### Goal of the exercise
In the entries that follow, copy exactly each line from the first through the line with "type byte (0x0147).".

(Saved entries)

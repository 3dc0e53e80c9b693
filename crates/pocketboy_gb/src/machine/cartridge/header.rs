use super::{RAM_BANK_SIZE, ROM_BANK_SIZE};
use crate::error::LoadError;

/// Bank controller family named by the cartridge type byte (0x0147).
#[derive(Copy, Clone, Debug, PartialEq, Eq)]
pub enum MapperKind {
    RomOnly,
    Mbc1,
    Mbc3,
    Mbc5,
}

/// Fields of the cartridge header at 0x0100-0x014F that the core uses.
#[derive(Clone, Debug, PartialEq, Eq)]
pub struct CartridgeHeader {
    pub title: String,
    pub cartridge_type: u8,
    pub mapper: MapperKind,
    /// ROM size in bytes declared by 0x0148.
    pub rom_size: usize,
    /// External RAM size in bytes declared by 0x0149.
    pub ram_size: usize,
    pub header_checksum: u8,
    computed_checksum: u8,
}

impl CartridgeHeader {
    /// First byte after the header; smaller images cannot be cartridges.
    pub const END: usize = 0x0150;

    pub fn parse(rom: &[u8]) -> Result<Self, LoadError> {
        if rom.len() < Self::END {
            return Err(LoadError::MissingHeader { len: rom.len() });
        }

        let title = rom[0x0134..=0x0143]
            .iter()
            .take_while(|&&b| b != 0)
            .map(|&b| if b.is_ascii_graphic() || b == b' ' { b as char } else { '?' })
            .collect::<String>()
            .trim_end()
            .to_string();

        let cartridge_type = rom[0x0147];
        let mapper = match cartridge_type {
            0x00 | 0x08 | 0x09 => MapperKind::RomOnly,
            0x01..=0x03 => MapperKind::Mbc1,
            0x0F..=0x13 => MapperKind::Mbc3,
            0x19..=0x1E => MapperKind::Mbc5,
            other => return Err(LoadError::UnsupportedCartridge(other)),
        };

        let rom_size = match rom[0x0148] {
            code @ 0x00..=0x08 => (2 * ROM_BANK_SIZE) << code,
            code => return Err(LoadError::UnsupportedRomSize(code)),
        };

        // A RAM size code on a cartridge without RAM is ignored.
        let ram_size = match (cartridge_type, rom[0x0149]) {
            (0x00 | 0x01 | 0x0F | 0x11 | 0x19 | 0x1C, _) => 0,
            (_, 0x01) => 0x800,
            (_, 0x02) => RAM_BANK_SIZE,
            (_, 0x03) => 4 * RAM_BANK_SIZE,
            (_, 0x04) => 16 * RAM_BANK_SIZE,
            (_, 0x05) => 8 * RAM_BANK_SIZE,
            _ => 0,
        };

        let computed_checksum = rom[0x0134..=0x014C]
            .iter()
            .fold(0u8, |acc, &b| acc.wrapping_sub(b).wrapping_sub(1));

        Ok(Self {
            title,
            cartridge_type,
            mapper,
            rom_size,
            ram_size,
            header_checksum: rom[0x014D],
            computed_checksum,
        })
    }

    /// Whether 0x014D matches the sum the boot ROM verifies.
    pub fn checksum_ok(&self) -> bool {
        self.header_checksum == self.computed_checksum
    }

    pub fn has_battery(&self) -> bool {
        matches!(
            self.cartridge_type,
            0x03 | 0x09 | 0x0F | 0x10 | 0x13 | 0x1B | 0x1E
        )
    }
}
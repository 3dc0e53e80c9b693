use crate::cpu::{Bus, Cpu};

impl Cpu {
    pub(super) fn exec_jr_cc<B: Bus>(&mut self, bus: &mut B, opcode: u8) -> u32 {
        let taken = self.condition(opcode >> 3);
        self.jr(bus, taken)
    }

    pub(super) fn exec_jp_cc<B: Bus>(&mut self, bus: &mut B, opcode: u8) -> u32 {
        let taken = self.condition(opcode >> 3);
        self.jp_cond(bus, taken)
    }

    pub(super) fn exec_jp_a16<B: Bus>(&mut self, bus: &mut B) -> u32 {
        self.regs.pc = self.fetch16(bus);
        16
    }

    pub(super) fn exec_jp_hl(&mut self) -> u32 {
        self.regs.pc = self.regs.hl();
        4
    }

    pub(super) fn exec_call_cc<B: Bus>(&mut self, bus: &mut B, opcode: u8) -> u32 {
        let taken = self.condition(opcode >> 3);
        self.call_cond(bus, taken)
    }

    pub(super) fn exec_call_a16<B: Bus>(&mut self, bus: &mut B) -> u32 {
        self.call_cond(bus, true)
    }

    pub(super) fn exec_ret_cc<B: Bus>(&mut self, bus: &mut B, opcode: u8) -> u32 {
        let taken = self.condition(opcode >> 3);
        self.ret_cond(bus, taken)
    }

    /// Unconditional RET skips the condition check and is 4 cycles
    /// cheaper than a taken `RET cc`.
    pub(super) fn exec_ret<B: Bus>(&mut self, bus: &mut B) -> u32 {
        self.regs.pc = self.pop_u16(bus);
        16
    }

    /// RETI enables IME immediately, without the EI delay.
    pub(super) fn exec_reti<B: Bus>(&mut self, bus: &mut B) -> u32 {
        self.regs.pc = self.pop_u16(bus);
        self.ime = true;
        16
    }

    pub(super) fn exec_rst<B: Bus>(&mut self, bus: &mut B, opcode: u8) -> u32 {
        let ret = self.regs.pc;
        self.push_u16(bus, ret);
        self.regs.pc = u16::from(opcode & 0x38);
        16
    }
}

### Exercise result
repository 3dc0e53e80c9b693
filename crates/pocketboy_gb/src/machine/cartridge/header.rs
use super::{RAM_BANK_SIZE, ROM_BANK_SIZE};
use crate::error::LoadError;

/// Bank controller family named by the cartridge type byte (0x0147).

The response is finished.